### What this task involves
Write out every line exactly, from the first line of the records below through the line that contains "#[derive(Debug, Clone, PartialEq, Eq, Serialize, Deserialize)]".
--- Dataset excerpts ---
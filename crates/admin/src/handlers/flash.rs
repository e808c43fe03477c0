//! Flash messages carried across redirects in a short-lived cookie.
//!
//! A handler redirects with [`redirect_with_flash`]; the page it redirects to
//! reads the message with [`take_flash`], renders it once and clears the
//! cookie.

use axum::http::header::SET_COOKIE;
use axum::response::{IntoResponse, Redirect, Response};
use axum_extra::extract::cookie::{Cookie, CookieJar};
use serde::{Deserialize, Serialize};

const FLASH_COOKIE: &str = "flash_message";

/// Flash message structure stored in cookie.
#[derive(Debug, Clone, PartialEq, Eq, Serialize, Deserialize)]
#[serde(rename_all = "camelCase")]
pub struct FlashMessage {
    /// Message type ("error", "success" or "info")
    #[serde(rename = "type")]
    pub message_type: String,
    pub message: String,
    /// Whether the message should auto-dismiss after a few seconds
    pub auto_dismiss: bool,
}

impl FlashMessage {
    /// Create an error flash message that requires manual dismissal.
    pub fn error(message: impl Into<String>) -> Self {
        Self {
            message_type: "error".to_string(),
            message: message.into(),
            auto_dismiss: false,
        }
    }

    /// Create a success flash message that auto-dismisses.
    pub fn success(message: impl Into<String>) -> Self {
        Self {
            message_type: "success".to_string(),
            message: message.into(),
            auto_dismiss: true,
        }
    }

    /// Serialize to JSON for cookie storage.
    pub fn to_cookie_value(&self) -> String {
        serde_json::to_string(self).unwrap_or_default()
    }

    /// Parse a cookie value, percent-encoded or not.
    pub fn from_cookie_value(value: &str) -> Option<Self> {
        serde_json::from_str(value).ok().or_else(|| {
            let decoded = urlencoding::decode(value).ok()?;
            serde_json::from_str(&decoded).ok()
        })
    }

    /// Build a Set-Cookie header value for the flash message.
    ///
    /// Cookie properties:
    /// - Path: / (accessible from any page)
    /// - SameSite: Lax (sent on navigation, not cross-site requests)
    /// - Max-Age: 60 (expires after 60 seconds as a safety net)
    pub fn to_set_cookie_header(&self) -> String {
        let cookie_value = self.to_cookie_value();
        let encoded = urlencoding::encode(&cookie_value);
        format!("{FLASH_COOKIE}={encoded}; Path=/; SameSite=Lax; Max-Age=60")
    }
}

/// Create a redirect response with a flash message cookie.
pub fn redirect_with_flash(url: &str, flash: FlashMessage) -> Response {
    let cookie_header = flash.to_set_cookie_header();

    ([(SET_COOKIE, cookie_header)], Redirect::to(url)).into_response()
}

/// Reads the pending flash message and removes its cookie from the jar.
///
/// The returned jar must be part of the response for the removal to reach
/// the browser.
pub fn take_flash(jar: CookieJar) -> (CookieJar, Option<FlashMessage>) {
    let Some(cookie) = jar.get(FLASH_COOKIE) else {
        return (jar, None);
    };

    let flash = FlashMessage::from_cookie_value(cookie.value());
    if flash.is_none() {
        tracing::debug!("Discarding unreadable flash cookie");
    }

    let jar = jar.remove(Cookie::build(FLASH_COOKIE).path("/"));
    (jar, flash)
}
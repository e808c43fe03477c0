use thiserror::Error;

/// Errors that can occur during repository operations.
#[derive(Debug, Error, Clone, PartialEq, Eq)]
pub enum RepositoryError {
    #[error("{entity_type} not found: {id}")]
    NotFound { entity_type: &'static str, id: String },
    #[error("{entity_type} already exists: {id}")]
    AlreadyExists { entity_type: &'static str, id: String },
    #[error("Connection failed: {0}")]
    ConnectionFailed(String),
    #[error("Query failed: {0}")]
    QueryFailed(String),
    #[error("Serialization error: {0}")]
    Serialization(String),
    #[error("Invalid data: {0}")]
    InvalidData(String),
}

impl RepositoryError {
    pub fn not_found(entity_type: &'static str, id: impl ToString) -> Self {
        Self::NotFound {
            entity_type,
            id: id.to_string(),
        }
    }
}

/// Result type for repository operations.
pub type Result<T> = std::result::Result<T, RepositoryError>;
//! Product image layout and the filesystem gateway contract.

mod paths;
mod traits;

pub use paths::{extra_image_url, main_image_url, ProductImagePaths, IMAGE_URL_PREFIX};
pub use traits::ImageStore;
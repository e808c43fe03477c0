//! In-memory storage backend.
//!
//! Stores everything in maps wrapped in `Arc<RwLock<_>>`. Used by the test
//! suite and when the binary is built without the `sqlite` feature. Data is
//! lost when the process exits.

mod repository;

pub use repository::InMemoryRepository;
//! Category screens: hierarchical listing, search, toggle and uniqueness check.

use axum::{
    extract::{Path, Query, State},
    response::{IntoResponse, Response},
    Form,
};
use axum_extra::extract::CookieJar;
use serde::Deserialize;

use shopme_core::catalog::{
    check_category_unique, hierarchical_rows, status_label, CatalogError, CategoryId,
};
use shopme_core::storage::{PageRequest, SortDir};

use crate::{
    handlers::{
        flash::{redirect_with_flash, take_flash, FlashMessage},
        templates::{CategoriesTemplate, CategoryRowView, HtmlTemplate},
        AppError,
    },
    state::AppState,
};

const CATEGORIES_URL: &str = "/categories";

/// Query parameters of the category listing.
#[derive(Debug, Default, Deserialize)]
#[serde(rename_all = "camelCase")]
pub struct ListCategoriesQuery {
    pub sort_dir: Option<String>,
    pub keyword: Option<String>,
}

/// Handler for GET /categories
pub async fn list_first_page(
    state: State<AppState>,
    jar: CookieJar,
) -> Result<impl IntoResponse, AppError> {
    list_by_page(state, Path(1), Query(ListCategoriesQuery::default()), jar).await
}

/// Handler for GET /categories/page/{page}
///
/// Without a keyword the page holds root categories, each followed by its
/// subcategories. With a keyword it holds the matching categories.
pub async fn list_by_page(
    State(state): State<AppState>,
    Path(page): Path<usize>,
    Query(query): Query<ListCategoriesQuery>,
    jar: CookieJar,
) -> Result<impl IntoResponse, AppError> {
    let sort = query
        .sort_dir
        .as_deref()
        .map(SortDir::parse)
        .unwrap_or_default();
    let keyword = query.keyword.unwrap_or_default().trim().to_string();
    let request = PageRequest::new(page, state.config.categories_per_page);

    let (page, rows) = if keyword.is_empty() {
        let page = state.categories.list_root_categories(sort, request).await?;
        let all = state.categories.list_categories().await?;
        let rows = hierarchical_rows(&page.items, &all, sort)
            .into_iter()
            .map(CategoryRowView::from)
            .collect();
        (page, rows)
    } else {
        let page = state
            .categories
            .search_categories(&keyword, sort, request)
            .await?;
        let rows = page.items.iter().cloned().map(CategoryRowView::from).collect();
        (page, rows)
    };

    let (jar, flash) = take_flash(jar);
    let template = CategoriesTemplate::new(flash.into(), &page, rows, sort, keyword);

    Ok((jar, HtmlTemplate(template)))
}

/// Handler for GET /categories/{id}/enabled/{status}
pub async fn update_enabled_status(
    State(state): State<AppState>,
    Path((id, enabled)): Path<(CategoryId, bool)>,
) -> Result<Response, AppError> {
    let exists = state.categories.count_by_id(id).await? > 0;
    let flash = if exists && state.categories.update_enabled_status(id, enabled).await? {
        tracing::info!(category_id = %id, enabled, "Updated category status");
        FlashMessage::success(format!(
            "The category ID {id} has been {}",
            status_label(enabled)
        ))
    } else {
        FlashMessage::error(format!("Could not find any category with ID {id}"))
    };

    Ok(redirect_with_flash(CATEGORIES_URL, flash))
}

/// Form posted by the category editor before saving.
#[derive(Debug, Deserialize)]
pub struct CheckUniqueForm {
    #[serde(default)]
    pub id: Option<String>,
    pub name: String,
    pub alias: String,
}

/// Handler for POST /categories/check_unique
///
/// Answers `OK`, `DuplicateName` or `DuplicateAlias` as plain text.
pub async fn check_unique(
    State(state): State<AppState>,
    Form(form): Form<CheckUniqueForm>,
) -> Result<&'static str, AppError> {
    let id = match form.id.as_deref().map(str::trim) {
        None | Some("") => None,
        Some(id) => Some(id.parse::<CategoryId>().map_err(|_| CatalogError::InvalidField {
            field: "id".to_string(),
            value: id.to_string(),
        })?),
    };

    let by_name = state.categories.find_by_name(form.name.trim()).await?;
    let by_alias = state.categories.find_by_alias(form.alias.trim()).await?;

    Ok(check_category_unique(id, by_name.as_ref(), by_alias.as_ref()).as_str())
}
---
### Response
filename crates/admin/src/handlers/flash.rs
repository e808c43fe03477c0
//! Flash messages carried across redirects in a short-lived cookie.
//!
//! A handler redirects with [`redirect_with_flash`]; the page it redirects to
//! reads the message with [`take_flash`], renders it once and clears the
//! cookie.

use axum::http::header::SET_COOKIE;
use axum::response::{IntoResponse, Redirect, Response};
use axum_extra::extract::cookie::{Cookie, CookieJar};
use serde::{Deserialize, Serialize};

const FLASH_COOKIE: &str = "flash_message";

/// Flash message structure stored in cookie.
#[derive(Debug, Clone, PartialEq, Eq, Serialize, Deserialize)]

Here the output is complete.